(Saved entries)
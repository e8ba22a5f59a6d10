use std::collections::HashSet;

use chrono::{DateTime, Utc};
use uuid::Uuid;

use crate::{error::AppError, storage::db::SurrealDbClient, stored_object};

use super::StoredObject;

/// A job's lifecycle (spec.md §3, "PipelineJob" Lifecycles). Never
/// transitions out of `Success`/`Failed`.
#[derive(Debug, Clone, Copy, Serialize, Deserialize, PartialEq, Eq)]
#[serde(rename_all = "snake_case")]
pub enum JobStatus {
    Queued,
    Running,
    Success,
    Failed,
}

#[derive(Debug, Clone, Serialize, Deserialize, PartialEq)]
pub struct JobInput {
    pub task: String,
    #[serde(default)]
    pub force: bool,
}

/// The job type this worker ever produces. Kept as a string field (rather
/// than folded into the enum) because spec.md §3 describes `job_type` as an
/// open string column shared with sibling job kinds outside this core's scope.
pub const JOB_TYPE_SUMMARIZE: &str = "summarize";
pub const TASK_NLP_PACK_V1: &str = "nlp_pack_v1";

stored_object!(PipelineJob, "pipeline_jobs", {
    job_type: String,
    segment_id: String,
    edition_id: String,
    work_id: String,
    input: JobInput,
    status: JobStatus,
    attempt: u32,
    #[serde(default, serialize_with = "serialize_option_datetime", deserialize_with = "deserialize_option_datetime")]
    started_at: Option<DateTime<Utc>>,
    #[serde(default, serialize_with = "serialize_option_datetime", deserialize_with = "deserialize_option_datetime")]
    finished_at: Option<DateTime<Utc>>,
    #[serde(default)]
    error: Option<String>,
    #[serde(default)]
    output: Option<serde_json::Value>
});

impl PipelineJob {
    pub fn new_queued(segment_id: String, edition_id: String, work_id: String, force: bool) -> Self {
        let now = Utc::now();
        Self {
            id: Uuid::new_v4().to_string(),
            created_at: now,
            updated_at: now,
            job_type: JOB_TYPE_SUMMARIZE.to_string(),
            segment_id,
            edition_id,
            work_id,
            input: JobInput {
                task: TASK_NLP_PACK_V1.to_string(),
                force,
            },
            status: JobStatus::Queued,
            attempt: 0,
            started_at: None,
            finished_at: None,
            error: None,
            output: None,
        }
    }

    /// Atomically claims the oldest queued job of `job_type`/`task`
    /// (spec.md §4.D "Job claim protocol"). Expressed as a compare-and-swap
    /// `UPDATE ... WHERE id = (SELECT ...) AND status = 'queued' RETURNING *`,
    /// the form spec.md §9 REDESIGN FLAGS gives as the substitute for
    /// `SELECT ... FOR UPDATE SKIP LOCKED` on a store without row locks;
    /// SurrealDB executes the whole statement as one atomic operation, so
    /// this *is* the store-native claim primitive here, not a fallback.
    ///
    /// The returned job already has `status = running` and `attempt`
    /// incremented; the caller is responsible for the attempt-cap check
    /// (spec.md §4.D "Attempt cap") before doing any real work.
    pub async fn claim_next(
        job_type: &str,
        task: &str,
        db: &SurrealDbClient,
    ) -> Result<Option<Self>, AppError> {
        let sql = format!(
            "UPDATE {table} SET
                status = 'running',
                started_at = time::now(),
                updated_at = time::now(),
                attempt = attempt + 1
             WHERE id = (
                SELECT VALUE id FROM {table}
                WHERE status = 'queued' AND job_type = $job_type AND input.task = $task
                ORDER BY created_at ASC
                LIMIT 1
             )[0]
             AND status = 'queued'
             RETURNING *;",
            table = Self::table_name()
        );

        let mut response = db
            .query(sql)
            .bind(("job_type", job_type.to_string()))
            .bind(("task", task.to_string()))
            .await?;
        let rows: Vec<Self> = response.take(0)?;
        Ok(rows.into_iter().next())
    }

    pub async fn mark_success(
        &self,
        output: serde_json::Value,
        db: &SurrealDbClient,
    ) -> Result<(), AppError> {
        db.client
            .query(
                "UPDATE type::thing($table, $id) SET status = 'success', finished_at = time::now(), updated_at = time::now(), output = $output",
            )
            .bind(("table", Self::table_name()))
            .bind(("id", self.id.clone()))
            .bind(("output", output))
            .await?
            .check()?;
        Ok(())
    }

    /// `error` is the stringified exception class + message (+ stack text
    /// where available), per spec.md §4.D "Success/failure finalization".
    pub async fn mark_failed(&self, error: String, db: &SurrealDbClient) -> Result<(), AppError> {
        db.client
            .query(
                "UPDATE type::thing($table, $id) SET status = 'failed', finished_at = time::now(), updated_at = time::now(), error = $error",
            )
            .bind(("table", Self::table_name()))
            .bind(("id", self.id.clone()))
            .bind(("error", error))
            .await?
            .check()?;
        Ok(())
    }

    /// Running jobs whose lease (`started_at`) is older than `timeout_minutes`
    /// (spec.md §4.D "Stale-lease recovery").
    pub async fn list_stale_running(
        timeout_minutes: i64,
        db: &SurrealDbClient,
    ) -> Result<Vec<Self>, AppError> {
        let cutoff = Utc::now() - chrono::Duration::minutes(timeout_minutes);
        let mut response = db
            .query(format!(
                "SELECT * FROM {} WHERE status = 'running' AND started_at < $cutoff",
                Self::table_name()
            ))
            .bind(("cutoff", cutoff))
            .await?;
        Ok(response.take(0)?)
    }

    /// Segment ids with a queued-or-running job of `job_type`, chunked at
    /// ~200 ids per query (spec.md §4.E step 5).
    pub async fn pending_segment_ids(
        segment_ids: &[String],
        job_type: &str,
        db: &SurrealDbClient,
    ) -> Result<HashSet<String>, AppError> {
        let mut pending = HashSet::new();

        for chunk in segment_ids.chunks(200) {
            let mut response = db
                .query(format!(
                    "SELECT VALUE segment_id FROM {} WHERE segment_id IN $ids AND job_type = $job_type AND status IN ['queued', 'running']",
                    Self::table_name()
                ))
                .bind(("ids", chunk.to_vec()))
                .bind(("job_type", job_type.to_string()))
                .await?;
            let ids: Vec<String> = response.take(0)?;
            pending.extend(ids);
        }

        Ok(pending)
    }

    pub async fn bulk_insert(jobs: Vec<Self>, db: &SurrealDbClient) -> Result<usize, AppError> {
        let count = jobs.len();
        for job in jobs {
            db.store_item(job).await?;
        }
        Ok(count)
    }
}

▶ **Aim of the task**:
The answer is every entry, repeated word for word.

▶ **Your response**:
repository e8ba22a5f59a6d10
use std::collections::HashSet;

use chrono::{DateTime, Utc};
use uuid::Uuid;

use crate::{error::AppError, storage::db::SurrealDbClient, stored_object};

use super::StoredObject;

/// A job's lifecycle (spec.md §3, "PipelineJob" Lifecycles). Never
/// transitions out of `Success`/`Failed`.
#[derive(Debug, Clone, Copy, Serialize, Deserialize, PartialEq, Eq)]
#[serde(rename_all = "snake_case")]
pub enum JobStatus {
    Queued,
    Running,
    Success,
    Failed,
}

#[derive(Debug, Clone, Serialize, Deserialize, PartialEq)]
pub struct JobInput {
    pub task: String,
    #[serde(default)]
    pub force: bool,
}

/// The job type this worker ever produces. Kept as a string field (rather
/// than folded into the enum) because spec.md §3 describes `job_type` as an
/// open string column shared with sibling job kinds outside this core's scope.
pub const JOB_TYPE_SUMMARIZE: &str = "summarize";
pub const TASK_NLP_PACK_V1: &str = "nlp_pack_v1";

stored_object!(PipelineJob, "pipeline_jobs", {
    job_type: String,
    segment_id: String,
    edition_id: String,
    work_id: String,
    input: JobInput,
    status: JobStatus,
    attempt: u32,
    #[serde(default, serialize_with = "serialize_option_datetime", deserialize_with = "deserialize_option_datetime")]
    started_at: Option<DateTime<Utc>>,
    #[serde(default, serialize_with = "serialize_option_datetime", deserialize_with = "deserialize_option_datetime")]
    finished_at: Option<DateTime<Utc>>,
    #[serde(default)]
    error: Option<String>,
    #[serde(default)]
    output: Option<serde_json::Value>
});

impl PipelineJob {
    pub fn new_queued(segment_id: String, edition_id: String, work_id: String, force: bool) -> Self {
        let now = Utc::now();
        Self {
            id: Uuid::new_v4().to_string(),
            created_at: now,
            updated_at: now,
            job_type: JOB_TYPE_SUMMARIZE.to_string(),
            segment_id,
            edition_id,
            work_id,
            input: JobInput {
                task: TASK_NLP_PACK_V1.to_string(),
                force,
            },
            status: JobStatus::Queued,
            attempt: 0,
            started_at: None,
            finished_at: None,
            error: None,
            output: None,
        }
    }

    /// Atomically claims the oldest queued job of `job_type`/`task`
    /// (spec.md §4.D "Job claim protocol"). Expressed as a compare-and-swap
    /// `UPDATE ... WHERE id = (SELECT ...) AND status = 'queued' RETURNING *`,
    /// the form spec.md §9 REDESIGN FLAGS gives as the substitute for
    /// `SELECT ... FOR UPDATE SKIP LOCKED` on a store without row locks;
    /// SurrealDB executes the whole statement as one atomic operation, so
    /// this *is* the store-native claim primitive here, not a fallback.
    ///
    /// The returned job already has `status = running` and `attempt`
    /// incremented; the caller is responsible for the attempt-cap check
    /// (spec.md §4.D "Attempt cap") before doing any real work.
    pub async fn claim_next(
        job_type: &str,
        task: &str,
        db: &SurrealDbClient,
    ) -> Result<Option<Self>, AppError> {
        let sql = format!(
            "UPDATE {table} SET
                status = 'running',
                started_at = time::now(),
                updated_at = time::now(),
                attempt = attempt + 1
             WHERE id = (
                SELECT VALUE id FROM {table}
                WHERE status = 'queued' AND job_type = $job_type AND input.task = $task
                ORDER BY created_at ASC
                LIMIT 1
             )[0]
             AND status = 'queued'
             RETURNING *;",
            table = Self::table_name()
        );

        let mut response = db
            .query(sql)
            .bind(("job_type", job_type.to_string()))
            .bind(("task", task.to_string()))
            .await?;
        let rows: Vec<Self> = response.take(0)?;
        Ok(rows.into_iter().next())
    }

    pub async fn mark_success(
        &self,
        output: serde_json::Value,
        db: &SurrealDbClient,
    ) -> Result<(), AppError> {
        db.client
            .query(
                "UPDATE type::thing($table, $id) SET status = 'success', finished_at = time::now(), updated_at = time::now(), output = $output",
            )
            .bind(("table", Self::table_name()))
            .bind(("id", self.id.clone()))
            .bind(("output", output))
            .await?
            .check()?;
        Ok(())
    }

    /// `error` is the stringified exception class + message (+ stack text
    /// where available), per spec.md §4.D "Success/failure finalization".
    pub async fn mark_failed(&self, error: String, db: &SurrealDbClient) -> Result<(), AppError> {
        db.client
            .query(
                "UPDATE type::thing($table, $id) SET status = 'failed', finished_at = time::now(), updated_at = time::now(), error = $error",
            )
            .bind(("table", Self::table_name()))
            .bind(("id", self.id.clone()))
            .bind(("error", error))
            .await?
            .check()?;
        Ok(())
    }

    /// Running jobs whose lease (`started_at`) is older than `timeout_minutes`
    /// (spec.md §4.D "Stale-lease recovery").
    pub async fn list_stale_running(
        timeout_minutes: i64,
        db: &SurrealDbClient,
    ) -> Result<Vec<Self>, AppError> {
        let cutoff = Utc::now() - chrono::Duration::minutes(timeout_minutes);
        let mut response = db
            .query(format!(
                "SELECT * FROM {} WHERE status = 'running' AND started_at < $cutoff",
                Self::table_name()
            ))
            .bind(("cutoff", cutoff))
            .await?;
        Ok(response.take(0)?)
    }

    /// Segment ids with a queued-or-running job of `job_type`, chunked at
    /// ~200 ids per query (spec.md §4.E step 5).
    pub async fn pending_segment_ids(
        segment_ids: &[String],
        job_type: &str,
        db: &SurrealDbClient,
    ) -> Result<HashSet<String>, AppError> {
        let mut pending = HashSet::new();

        for chunk in segment_ids.chunks(200) {
            let mut response = db
                .query(format!(
                    "SELECT VALUE segment_id FROM {} WHERE segment_id IN $ids AND job_type = $job_type AND status IN ['queued', 'running']",
                    Self::table_name()
                ))
                .bind(("ids", chunk.to_vec()))
                .bind(("job_type", job_type.to_string()))
                .await?;
            let ids: Vec<String> = response.take(0)?;
            pending.extend(ids);
        }

        Ok(pending)
    }

    pub async fn bulk_insert(jobs: Vec<Self>, db: &SurrealDbClient) -> Result<usize, AppError> {
        let count = jobs.len();
        for job in jobs {
            db.store_item(job).await?;
        }
        Ok(count)
    }
}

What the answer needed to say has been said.